**Goal of the exercise:**
How many of the lines below include "opens"? Give the number and no other words.

Stored dataset items
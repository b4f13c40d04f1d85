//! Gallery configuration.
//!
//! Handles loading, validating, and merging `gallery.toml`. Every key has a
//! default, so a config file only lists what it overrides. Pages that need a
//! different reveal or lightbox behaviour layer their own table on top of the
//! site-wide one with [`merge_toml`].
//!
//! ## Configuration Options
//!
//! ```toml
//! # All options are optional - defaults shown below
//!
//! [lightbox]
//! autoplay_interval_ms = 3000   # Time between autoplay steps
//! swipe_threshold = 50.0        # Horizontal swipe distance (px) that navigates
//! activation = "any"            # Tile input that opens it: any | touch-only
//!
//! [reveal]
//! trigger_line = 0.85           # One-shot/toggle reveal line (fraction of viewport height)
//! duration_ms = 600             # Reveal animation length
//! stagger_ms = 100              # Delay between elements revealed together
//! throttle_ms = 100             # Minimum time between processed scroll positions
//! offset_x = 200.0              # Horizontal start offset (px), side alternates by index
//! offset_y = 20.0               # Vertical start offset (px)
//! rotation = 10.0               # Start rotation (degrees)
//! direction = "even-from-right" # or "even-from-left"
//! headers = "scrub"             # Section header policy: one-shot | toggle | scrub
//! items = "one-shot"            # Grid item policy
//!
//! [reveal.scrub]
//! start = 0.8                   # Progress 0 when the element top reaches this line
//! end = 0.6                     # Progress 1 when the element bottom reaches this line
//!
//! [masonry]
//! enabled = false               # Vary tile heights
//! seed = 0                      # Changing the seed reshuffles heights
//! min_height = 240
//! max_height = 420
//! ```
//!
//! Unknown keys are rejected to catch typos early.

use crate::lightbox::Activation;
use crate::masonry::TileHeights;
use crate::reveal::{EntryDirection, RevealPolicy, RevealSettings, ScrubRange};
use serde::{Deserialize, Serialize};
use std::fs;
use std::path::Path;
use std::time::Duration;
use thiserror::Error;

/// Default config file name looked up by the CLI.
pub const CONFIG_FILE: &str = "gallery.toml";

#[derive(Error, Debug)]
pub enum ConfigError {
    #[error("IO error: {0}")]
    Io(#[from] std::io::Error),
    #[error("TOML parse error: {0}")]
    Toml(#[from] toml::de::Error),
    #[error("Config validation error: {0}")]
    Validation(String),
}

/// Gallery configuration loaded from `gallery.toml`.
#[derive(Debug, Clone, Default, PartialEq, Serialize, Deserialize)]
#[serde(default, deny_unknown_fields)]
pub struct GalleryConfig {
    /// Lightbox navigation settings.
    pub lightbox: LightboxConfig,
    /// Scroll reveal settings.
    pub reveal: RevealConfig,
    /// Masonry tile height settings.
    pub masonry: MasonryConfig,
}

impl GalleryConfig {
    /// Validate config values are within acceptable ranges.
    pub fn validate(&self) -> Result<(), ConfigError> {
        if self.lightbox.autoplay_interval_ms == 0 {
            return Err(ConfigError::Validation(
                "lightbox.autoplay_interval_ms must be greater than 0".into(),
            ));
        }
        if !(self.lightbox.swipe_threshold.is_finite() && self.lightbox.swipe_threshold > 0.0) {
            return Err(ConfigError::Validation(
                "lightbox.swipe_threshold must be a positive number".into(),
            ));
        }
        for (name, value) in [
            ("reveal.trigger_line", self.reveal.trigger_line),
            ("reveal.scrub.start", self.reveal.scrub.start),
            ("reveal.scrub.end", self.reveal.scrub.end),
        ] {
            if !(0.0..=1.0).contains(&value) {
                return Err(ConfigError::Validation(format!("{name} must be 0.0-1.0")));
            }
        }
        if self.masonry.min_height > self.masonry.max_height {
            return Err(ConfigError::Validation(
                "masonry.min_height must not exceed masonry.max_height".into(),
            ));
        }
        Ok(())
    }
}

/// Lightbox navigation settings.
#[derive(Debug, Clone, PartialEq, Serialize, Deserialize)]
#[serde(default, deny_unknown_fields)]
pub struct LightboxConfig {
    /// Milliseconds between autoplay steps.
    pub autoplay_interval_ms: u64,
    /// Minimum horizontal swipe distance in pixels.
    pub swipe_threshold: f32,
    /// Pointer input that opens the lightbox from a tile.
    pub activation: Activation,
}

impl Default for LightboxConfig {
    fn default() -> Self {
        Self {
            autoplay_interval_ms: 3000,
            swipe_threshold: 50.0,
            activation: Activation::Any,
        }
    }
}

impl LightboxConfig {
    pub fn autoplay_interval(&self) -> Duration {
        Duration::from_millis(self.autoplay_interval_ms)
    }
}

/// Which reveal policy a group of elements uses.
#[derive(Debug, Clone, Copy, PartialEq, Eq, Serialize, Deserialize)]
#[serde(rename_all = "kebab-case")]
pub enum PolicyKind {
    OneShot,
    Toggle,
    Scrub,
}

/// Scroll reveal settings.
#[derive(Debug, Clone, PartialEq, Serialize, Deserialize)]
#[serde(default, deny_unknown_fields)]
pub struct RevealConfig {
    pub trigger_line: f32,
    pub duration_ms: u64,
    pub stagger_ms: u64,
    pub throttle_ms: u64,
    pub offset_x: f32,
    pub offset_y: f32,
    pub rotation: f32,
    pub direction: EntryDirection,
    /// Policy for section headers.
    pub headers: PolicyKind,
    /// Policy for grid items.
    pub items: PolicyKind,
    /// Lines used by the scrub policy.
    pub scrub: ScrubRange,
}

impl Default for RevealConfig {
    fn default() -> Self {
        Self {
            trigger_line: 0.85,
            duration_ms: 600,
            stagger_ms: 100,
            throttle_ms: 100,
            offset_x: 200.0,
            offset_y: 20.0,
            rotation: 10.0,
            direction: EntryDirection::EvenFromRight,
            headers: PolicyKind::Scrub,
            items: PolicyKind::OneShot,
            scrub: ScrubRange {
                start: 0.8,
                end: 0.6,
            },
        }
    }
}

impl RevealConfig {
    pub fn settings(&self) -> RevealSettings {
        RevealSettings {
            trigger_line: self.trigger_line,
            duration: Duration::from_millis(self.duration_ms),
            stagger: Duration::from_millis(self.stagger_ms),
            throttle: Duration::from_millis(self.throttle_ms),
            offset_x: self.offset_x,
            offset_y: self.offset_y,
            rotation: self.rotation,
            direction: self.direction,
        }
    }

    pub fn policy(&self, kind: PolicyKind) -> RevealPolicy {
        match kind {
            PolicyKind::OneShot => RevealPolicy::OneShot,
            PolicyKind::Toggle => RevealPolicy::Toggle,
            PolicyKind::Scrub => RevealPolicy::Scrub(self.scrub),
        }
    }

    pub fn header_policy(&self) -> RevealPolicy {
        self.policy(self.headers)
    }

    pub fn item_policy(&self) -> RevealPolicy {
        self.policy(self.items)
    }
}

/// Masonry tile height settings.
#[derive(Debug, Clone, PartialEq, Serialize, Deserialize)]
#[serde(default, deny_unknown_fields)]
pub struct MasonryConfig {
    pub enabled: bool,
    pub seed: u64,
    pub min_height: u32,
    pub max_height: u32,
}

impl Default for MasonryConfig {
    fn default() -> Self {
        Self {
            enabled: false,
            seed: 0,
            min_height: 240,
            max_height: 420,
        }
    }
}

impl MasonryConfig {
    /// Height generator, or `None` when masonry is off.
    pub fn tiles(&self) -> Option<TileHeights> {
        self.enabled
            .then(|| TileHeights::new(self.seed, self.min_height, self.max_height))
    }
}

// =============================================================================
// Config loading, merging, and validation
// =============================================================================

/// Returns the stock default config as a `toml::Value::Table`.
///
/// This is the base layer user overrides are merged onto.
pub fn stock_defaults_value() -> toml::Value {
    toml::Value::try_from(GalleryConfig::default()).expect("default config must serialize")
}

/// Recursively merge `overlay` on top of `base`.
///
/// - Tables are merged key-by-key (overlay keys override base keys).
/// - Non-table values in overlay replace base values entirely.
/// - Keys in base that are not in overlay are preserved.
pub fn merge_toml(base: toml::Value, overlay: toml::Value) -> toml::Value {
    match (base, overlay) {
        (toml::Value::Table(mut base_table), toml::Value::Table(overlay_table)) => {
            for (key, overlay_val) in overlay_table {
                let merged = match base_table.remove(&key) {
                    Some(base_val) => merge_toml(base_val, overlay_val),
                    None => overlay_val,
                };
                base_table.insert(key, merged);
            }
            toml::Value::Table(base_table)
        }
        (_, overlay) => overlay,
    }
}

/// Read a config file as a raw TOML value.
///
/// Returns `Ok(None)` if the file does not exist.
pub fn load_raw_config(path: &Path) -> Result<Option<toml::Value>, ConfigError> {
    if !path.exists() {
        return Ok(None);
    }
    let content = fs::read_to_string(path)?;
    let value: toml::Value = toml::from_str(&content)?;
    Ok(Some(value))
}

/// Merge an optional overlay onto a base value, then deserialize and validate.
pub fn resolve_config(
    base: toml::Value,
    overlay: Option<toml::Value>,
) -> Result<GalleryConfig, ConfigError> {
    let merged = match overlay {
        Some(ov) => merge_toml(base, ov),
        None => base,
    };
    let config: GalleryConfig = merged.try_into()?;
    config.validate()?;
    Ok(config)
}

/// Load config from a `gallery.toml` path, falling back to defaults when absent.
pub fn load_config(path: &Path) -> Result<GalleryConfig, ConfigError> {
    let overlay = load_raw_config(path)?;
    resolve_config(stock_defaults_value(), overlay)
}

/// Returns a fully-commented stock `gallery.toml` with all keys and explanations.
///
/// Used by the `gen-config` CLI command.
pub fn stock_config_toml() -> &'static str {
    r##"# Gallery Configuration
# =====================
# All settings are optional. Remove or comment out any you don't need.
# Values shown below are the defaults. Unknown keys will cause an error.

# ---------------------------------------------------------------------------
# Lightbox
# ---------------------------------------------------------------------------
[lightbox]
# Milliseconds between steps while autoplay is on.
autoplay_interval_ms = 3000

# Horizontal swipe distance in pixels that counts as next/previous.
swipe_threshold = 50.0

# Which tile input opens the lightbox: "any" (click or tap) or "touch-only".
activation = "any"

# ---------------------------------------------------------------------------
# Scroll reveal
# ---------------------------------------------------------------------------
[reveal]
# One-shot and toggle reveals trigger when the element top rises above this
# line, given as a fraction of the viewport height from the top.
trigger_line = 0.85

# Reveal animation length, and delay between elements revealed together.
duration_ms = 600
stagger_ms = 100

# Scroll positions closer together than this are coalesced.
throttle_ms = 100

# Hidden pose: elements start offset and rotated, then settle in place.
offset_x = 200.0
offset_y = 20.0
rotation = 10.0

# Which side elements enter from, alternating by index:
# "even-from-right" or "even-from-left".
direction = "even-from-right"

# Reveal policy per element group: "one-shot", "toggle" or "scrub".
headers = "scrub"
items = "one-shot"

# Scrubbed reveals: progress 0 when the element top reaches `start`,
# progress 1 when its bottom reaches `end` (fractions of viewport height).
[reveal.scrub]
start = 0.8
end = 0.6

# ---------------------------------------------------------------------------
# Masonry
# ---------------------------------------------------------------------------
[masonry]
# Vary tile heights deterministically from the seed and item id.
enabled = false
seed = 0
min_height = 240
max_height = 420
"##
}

**Output of the exercise:**
3